Kamis, 25 April, 2024

Mewaspadai Penyakit Difteri

MONITOR – Di pengujung tahun 2017, status Kejadian Luar Bias (KLB) difteri di sejumlah provinsi mengagetkan kita semua.

Data dari Kemenkes, dalam kurun waktu Oktober – November sedikitnya ada 11 provinsi yang melaporkan terjadinya KLB difteri di wilayah kabupaten/kotanya, yakni : Sumatera Barat, Jawa Tengah, Aceh, Sumatera Selatan, Sulawesi Selatan, Kalimantan Timur, Riau, Banten, DKI Jakarta, Jawa Barat dan Jawa Timur. Kasus KLB yang diklaim termasuk tertinggi di dunia oleh Ikatan Dokter Anak Indonesia (IDAI) ini cukup merisaukan masyarakat.

Difteri ini bukanlah penyakit baru, dinamai resmi sebagai diphte’rite oleh dokter berkebangsaan Prancis Pierre Bretonneau (1778-1862). Penyebab penyakit ini meluas adalah karena imunisasi difteri tidak lengkap. Ditegaskan oleh Sekjen Satgas Imunisasi KDAI, Soedjatmiko, beberapa waktu lalu bahwa 75% anak yang mengalami gejala difteri tidak diimunisasi lengkap.

Difteri adalah penyakit yang bersifat akut yang disebabkan oleh bakteri Corynebacterium diphtheria. Gejala yang ditimbulkan oleh penyakit ini adalah adanya pertumbuhan membran (pseodomembran) berwarna putih keabu-abuan, yang lokasi utamanya daerah tenggorokan. Membran tersebut dapat menutup saluran pernapasan dalam waktu yang sangat singkat dalam hitungan beberapa jam sampai beberapa hari saja (www.paei.or.id).

- Advertisement -

Penularan bakteri penyebab difteri di antaranya melalui partikel udara, perlengkapan pribadi dan peralatan rumah tangga yang terkontaminasi. Jika partikel udara dari batuk atau bersin orang yang terinfeksi terhirup oleh anda, maka dapat terkena difteri. Oleh karena itu disarankan memakai masker terutama di tempat-tempat ramai. Terdapat pula faktor pemicu yang dapat meningkatkan risiko seseorang terkena difteri, yaitu : tinggal di wilayah yang kurang higienis, tidak mendapatkan vaksin difteri terbaru dan memiliki gangguan sistem imun atau mempunyai sistem imun yang lemah (hellosehat.com).  

Menurut Dr.

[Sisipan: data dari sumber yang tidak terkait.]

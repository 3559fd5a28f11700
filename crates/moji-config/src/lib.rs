//! Configuration management for moji.
//!
//! Parses `moji.toml` configuration files with serde and provides
//! auto-discovery of config files in parent directories.
//!
//! CLI settings can be applied during load via [`CliSettings`].
//!
//! ```toml
//! [embeds]
//! platforms = ["instagram", "toot", "tweet"]
//!
//! [render]
//! escape_html = true
//! inject_assets = true
//! markdown = true
//! ```

use std::path::{Path, PathBuf};

use moji_embed::{EmbedRegistry, Platform};
use serde::Deserialize;

/// CLI settings that override configuration file values.
///
/// All fields are optional. Only non-None values override the loaded config.
#[derive(Debug, Default)]
pub struct CliSettings {
    /// Override HTML escaping of shorthand fields.
    pub escape_html: Option<bool>,
    /// Override asset injection.
    pub inject_assets: Option<bool>,
    /// Override markdown rendering.
    pub markdown: Option<bool>,
}

/// Configuration filename to search for.
const CONFIG_FILENAME: &str = "moji.toml";

/// Application configuration.
#[derive(Debug, Default, Deserialize)]
#[serde(default)]
pub struct Config {
    /// Embedder selection (platform names as written in TOML).
    embeds: EmbedsConfigRaw,
    /// Rendering options.
    pub render: RenderConfig,

    /// Resolved enabled platforms (set after loading).
    #[serde(skip)]
    pub platforms: Vec<Platform>,
    /// Path to the config file (set after loading).
    #[serde(skip)]
    pub config_path: Option<PathBuf>,
}

/// Raw embeds configuration as parsed from TOML.
#[derive(Debug, Default, Deserialize)]
#[serde(default)]
struct EmbedsConfigRaw {
    platforms: Option<Vec<String>>,
}

/// Rendering configuration.
#[derive(Debug, Deserialize)]
#[serde(default)]
pub struct RenderConfig {
    /// HTML-escape labels, links and attribute values before interpolation.
    pub escape_html: bool,
    /// Append the embeds' required `<script>` tags once per document.
    pub inject_assets: bool,
    /// Render the surrounding markdown to HTML.
    pub markdown: bool,
}

impl Default for RenderConfig {
    fn default() -> Self {
        Self {
            escape_html: false,
            inject_assets: true,
            markdown: true,
        }
    }
}

/// Configuration error.
#[derive(Debug, thiserror::Error)]
pub enum ConfigError {
    /// File not found.
    #[error("Configuration file not found: {}", .0.display())]
    NotFound(PathBuf),
    /// I/O error.
    #[error("I/O error: {0}")]
    Io(#[from] std::io::Error),
    /// TOML parsing error.
    #[error("TOML parse error: {0}")]
    Parse(#[from] toml::de::Error),
    /// Validation error.
    #[error("Configuration error: {0}")]
    Validation(String),
}

impl Config {
    /// Load configuration from file with optional CLI settings.
    ///
    /// If `config_path` is provided, loads from that file.
    /// Otherwise, searches for `moji.toml` in current directory and parents,
    /// falling back to defaults (all platforms enabled).
    ///
    /// # Errors
    ///
    /// Returns error if explicit `config_path` doesn't exist, parsing fails,
    /// or the file names an unknown platform.
    pub fn load(
        config_path: Option<&Path>,
        cli_settings: Option<&CliSettings>,
    ) -> Result<Self, ConfigError> {
        let mut config = if let Some(path) = config_path {
            if !path.exists() {
                return Err(ConfigError::NotFound(path.to_path_buf()));
            }
            Self::load_from_file(path)?
        } else if let Some(discovered) = Self::discover_config() {
            Self::load_from_file(&discovered)?
        } else {
            Self::from_toml("")?
        };

        if let Some(settings) = cli_settings {
            config.apply_cli_settings(settings);
        }

        Ok(config)
    }

    /// Parse configuration from a TOML string and resolve platforms.
    ///
    /// # Errors
    ///
    /// Returns error if parsing fails or a platform name is unknown.
    pub fn from_toml(content: &str) -> Result<Self, ConfigError> {
        let mut config: Self = toml::from_str(content)?;
        config.resolve_platforms()?;
        Ok(config)
    }

    /// Build the embed registry for the enabled platforms.
    #[must_use]
    pub fn registry(&self) -> EmbedRegistry {
        EmbedRegistry::with_platforms(&self.platforms)
    }

    /// Apply CLI settings to the configuration.
    fn apply_cli_settings(&mut self, settings: &CliSettings) {
        if let Some(escape_html) = settings.escape_html {
            self.render.escape_html = escape_html;
        }
        if let Some(inject_assets) = settings.inject_assets {
            self.render.inject_assets = inject_assets;
        }
        if let Some(markdown) = settings.markdown {
            self.render.markdown = markdown;
        }
    }

    fn resolve_platforms(&mut self) -> Result<(), ConfigError> {
        let Some(names) = &self.embeds.platforms else {
            self.platforms = Platform::ALL.to_vec();
            return Ok(());
        };

        let mut platforms = Vec::with_capacity(names.len());
        for name in names {
            let platform = Platform::from_name(name).ok_or_else(|| {
                ConfigError::Validation(format!(
                    "embeds.platforms: unknown platform '{name}' (expected one of: {})",
                    Platform::ALL.map(Platform::name).join(", ")
                ))
            })?;
            if platforms.contains(&platform) {
                tracing::warn!(platform = %platform, "Platform listed twice in embeds.platforms");
                continue;
            }
            platforms.push(platform);
        }

        if platforms.is_empty() {
            tracing::warn!("No platforms enabled, shorthand will be left as text");
        }

        self.platforms = platforms;
        Ok(())
    }

    /// Search for config file in current directory and parents.
    fn discover_config() -> Option<PathBuf> {
        let mut current = std::env::current_dir().ok()?;
        loop {
            let candidate = current.join(CONFIG_FILENAME);
            if candidate.exists() {
                return Some(candidate);
            }
            if !current.pop() {
                return None;
            }
        }
    }

    /// Load configuration from a specific file.
    fn load_from_file(path: &Path) -> Result<Self, ConfigError> {
        let content = std::fs::read_to_string(path)?;
        let mut config = Self::from_toml(&content)?;
        config.config_path = Some(path.to_path_buf());
        tracing::debug!(path = %path.display(), "Loaded configuration");
        Ok(config)
    }
}

#[cfg(test)]
mod tests {
    use pretty_assertions::assert_eq;

    use super::*;

    #[test]
    fn test_default_config() {
        let config = Config::from_toml("").unwrap();
        assert_eq!(config.platforms, Platform::ALL);
        assert!(!config.render.escape_html);
        assert!(config.render.inject_assets);
        assert!(config.render.markdown);
        assert!(config.config_path.is_none());
    }

    #[test]
    fn test_parse_platforms() {
        let config = Config::from_toml(
            r#"
[embeds]
platforms = ["Tweet", "toot"]
"#,
        )
        .unwrap();
        assert_eq!(config.platforms, [Platform::Tweet, Platform::Toot]);
        assert_eq!(config.registry().len(), 2);
    }

    #[test]
    fn test_duplicate_platform_ignored() {
        let config = Config::from_toml("[embeds]\nplatforms = [\"tweet\", \"tweet\"]\n").unwrap();
        assert_eq!(config.platforms, [Platform::Tweet]);
    }

    #[test]
    fn test_empty_platform_list() {
        let config = Config::from_toml("[embeds]\nplatforms = []\n").unwrap();
        assert!(config.platforms.is_empty());
        assert!(config.registry().is_empty());
    }

    #[test]
    fn test_unknown_platform() {
        let err = Config::from_toml("[embeds]\nplatforms = [\"myspace\"]\n").unwrap_err();
        let message = err.to_string();
        assert!(message.contains("unknown platform 'myspace'"), "{message}");
        assert!(message.contains("facebook, instagram"), "{message}");
    }

    #[test]
    fn test_parse_render_config() {
        let config = Config::from_toml(
            r"
[render]
escape_html = true
inject_assets = false
",
        )
        .unwrap();
        assert!(config.render.escape_html);
        assert!(!config.render.inject_assets);
        assert!(config.render.markdown);
    }

    #[test]
    fn test_invalid_toml() {
        let err = Config::from_toml("[render\n").unwrap_err();
        assert!(matches!(err, ConfigError::Parse(_)));
    }

    #[test]
    fn test_load_explicit_file() {
        let dir = tempfile::tempdir().unwrap();
        let path = dir.path().join("moji.toml");
        std::fs::write(&path, "[embeds]\nplatforms = [\"tumblr\"]\n").unwrap();

        let config = Config::load(Some(&path), None).unwrap();
        assert_eq!(config.platforms, [Platform::Tumblr]);
        assert_eq!(config.config_path, Some(path));
    }

    #[test]
    fn test_load_missing_file() {
        let dir = tempfile::tempdir().unwrap();
        let path = dir.path().join("missing.toml");

        let err = Config::load(Some(&path), None).unwrap_err();
        assert!(matches!(err, ConfigError::NotFound(p) if p == path));
    }

    #[test]
    fn test_apply_cli_settings() {
        let dir = tempfile::tempdir().unwrap();
        let path = dir.path().join("moji.toml");
        std::fs::write(&path, "[render]\nescape_html = true\n").unwrap();

        let settings = CliSettings {
            escape_html: Some(false),
            markdown: Some(false),
            ..CliSettings::default()
        };
        let config = Config::load(Some(&path), Some(&settings)).unwrap();
        assert!(!config.render.escape_html);
        assert!(!config.render.markdown);
        assert!(config.render.inject_assets);
    }

    #[test]
    fn test_apply_cli_settings_empty() {
        let mut config = Config::from_toml("[render]\nmarkdown = false\n").unwrap();
        config.apply_cli_settings(&CliSettings::default());
        assert!(!config.render.markdown);
    }
}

I Nyoman Kandun, MPH (Dewan Pengarah Pusat Perhimpunan Ahli Epidemiologi Indonesia) dalam artikelnya, masa inkubasi difteri antara 2 – 5 hari. Secara klinis, difteri juga bisa menyerang hidung, tonsil, laring, faring, laringotrakea, kulit dan genital. Infeksi oleh difteri bisa menyebabkan kematian apabila sudah terjadi komplikasi pada laring dan trakea yang menyumbat saluran pernapasan, juga bisa merusak jantung, sistem  syaraf dan ginjal.

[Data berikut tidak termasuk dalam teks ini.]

//! `moji render` command implementation.

use std::io::Read;
use std::path::{Path, PathBuf};

use clap::Args;
use moji_config::{CliSettings, Config};
use moji_embed::ShorthandProcessor;
use pulldown_cmark::{Options, Parser, html};

use crate::error::CliError;
use crate::output::{Output, write_stdout};

/// Arguments for the render command.
#[derive(Args)]
pub(crate) struct RenderArgs {
    /// Markdown file to render (default: stdin).
    input: Option<PathBuf>,

    /// Write the result to a file instead of stdout.
    #[arg(short, long)]
    output: Option<PathBuf>,

    /// Path to configuration file (default: auto-discover moji.toml).
    #[arg(short, long)]
    config: Option<PathBuf>,

    /// HTML-escape labels, links and attribute values.
    #[arg(long)]
    escape: bool,

    /// Do not append the embeds' script tags.
    #[arg(long)]
    no_assets: bool,

    /// Only expand shorthand, leave the rest of the document as markdown.
    #[arg(long)]
    raw: bool,
}

impl RenderArgs {
    pub(crate) fn execute(self) -> Result<(), CliError> {
        let output = Output::new();

        let cli_settings = CliSettings {
            escape_html: self.escape.then_some(true),
            inject_assets: self.no_assets.then_some(false),
            markdown: self.raw.then_some(false),
        };
        let config = Config::load(self.config.as_deref(), Some(&cli_settings))?;
        tracing::info!(
            config = ?config.config_path,
            platforms = config.platforms.len(),
            markdown = config.render.markdown,
            "Rendering document"
        );

        if config.platforms.is_empty() {
            output.warning("No platforms enabled in configuration");
        }

        let source = read_input(self.input.as_deref())?;
        let rendered = render_document(&source, &config)?;

        if let Some(path) = &self.output {
            std::fs::write(path, &rendered.html)?;
            output.info(&format!("Embeds: {}", rendered.embeds));
            output.success(&format!("Rendered to {}", path.display()));
        } else {
            write_stdout(&rendered.html)?;
        }

        Ok(())
    }
}

/// A rendered document.
#[derive(Debug)]
pub(crate) struct RenderedDocument {
    pub(crate) html: String,
    pub(crate) embeds: usize,
}

/// Expand shorthand, optionally render markdown, and append assets.
pub(crate) fn render_document(source: &str, config: &Config) -> Result<RenderedDocument, CliError> {
    let registry = config.registry();
    let mut processor =
        ShorthandProcessor::new(&registry).with_escaping(config.render.escape_html);

    let expanded = processor.process(source)?;
    let mut html = if config.render.markdown {
        markdown_to_html(&expanded)
    } else {
        expanded
    };

    if config.render.inject_assets {
        processor.inject_assets(&mut html);
    }

    Ok(RenderedDocument {
        html,
        embeds: processor.rendered_count(),
    })
}

fn markdown_to_html(markdown: &str) -> String {
    let options = Options::ENABLE_TABLES
        | Options::ENABLE_STRIKETHROUGH
        | Options::ENABLE_FOOTNOTES
        | Options::ENABLE_TASKLISTS;
    let parser = Parser::new_ext(markdown, options);

    let mut out = String::with_capacity(markdown.len() * 3 / 2);
    html::push_html(&mut out, parser);
    out
}

fn read_input(path: Option<&Path>) -> Result<String, CliError> {
    if let Some(path) = path {
        return Ok(std::fs::read_to_string(path)?);
    }
    let mut input = String::new();
    std::io::stdin().read_to_string(&mut input)?;
    Ok(input)
}
//! Instagram post embeds.

use std::sync::LazyLock;

use regex::Regex;

use crate::{EmbedRequest, EmbedderMeta, LinkEmbedder, MalformedLinkError, Platform};

static META: EmbedderMeta = EmbedderMeta {
    platform: Platform::Instagram,
    emoji: "📷",
    required_assets: &["<script async src='//www.instagram.com/embed.js'></script>"],
    example: "📷<https://www.instagram.com/p/CkYXXhlt5N7>",
};

static POST_RE: LazyLock<Regex> = LazyLock::new(|| {
    Regex::new(r"^(?:https?://)?(?:www\.)?instagram\.com/p/(\w*)").unwrap()
});

/// Embedded Instagram post.
///
/// The link must look like `[http(s)://][www.]instagram.com/p/<post id>`.
/// The label becomes the text of the fallback link inside the blockquote.
pub struct InstagramPost;

impl LinkEmbedder for InstagramPost {
    fn meta(&self) -> &'static EmbedderMeta {
        &META
    }

    fn html(&self, request: &EmbedRequest) -> Result<String, MalformedLinkError> {
        let link = request.link();
        let caps = POST_RE.captures(link).ok_or_else(|| {
            MalformedLinkError::new(
                Platform::Instagram,
                link,
                "expected instagram.com/p/<post id>",
            )
        })?;
        let post_id = &caps[1];
        let permalink = format!(
            "https://www.instagram.com/p/{post_id}/?utm_source=ig_embed&amp;utm_campaign=loading"
        );

        Ok(format!(
            "<blockquote class='instagram-media' data-instgrm-captioned data-instgrm-permalink='{permalink}' data-instgrm-version='14'{}><a href='{permalink}'>{}</a></blockquote>",
            request.html_params(),
            request.label()
        ))
    }
}

#[cfg(test)]
mod tests {
    use pretty_assertions::assert_eq;

    use super::*;
    use crate::EmbedAttributes;

    #[test]
    fn test_post_id_extracted() {
        let request = EmbedRequest::new("📷", "https://www.instagram.com/p/CkYXXhlt5N7")
            .with_label("Look at this");
        assert_eq!(
            InstagramPost.html(&request).unwrap(),
            "<blockquote class='instagram-media' data-instgrm-captioned \
             data-instgrm-permalink='https://www.instagram.com/p/CkYXXhlt5N7/?utm_source=ig_embed&amp;utm_campaign=loading' \
             data-instgrm-version='14'><a href='https://www.instagram.com/p/CkYXXhlt5N7/?utm_source=ig_embed&amp;utm_campaign=loading'>Look at this</a></blockquote>"
        );
    }

    #[test]
    fn test_scheme_and_www_optional() {
        for link in [
            "instagram.com/p/abc123",
            "http://instagram.com/p/abc123",
            "www.instagram.com/p/abc123/",
        ] {
            let html = InstagramPost.html(&EmbedRequest::new("📷", link)).unwrap();
            assert!(html.contains("instagram.com/p/abc123/?utm_source"), "{link}");
        }
    }

    #[test]
    fn test_trailing_path_ignored() {
        let request = EmbedRequest::new("📷", "https://www.instagram.com/p/CkYXXhlt5N7/?img_index=1");
        let html = InstagramPost.html(&request).unwrap();
        assert!(html.contains("/p/CkYXXhlt5N7/?utm_source"));
        assert!(!html.contains("img_index"));
    }

    #[test]
    fn test_extra_attributes_on_blockquote() {
        let request = EmbedRequest::new("📷", "instagram.com/p/abc")
            .with_attributes(EmbedAttributes::parse("#post width=400"));
        assert_eq!(
            InstagramPost.html(&request).unwrap(),
            "<blockquote class='instagram-media' data-instgrm-captioned \
             data-instgrm-permalink='https://www.instagram.com/p/abc/?utm_source=ig_embed&amp;utm_campaign=loading' \
             data-instgrm-version='14' id='post' width='400'><a href='https://www.instagram.com/p/abc/?utm_source=ig_embed&amp;utm_campaign=loading'></a></blockquote>"
        );
    }

    #[test]
    fn test_not_a_post_url() {
        let err = InstagramPost
            .html(&EmbedRequest::new("📷", "https://instagram.com/notaposturl"))
            .unwrap_err();
        assert_eq!(err.platform, Platform::Instagram);
        assert_eq!(err.raw_link, "https://instagram.com/notaposturl");
    }

    #[test]
    fn test_other_domain_rejected() {
        let result = InstagramPost.html(&EmbedRequest::new("📷", "https://example.com/p/abc"));
        assert!(result.is_err());
    }
}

Gejala difteri yang tampak dan mudah dikenali adalah demam tinggi 380C ke atas, adanya selaput putih keabu-abuan dan mudah berdarah, hidung berair, bengkak di area leher, sakit saat menelan dan sesak napas.

Pencegahan paling efektif dari penyakit mematikan ini adalah dengan imunisasi, maka menyusul kasus difteri yang merebak di berbagai daerah tersebut, pemerintah mengimbau masyarakat melengkapi imunisasi bagi anak-anaknya, usia 1 sampai dengan 19 tahun.

Selain itu, Kemenkes melakukan respon cepat penanggulangan Difteri atau Outbreak Response Immunization (ORI) di 12 kabupaten/kota di 3 provinsi (Jakarta, Jabar, dan Banten), kemudian akan diteruskan ke daerah lainnya hingga menjadi 82 kabupaten/kota di 22 provinsi. Untuk itu, pemerintah memastikan vaksin tersedia dalam jumlah yang cukup.

Di wilayah Tangerang Selatan, awal tahun ini, Januari 2018 sudah masuk penyuntikan imunisasi difteri tahap yang kedua. Tahap pertama dilaksanakan Desember kemarin. Berikutnya imunisasi tahap terakhir berjarak lebih kurang dalam enam bulan. Sekali lagi, masyarakat dianjurkan mendatangi Posyandu atau Puskesmas terdekat untuk mendapatkan imunisasi gratis dalam rangka ORI tadi.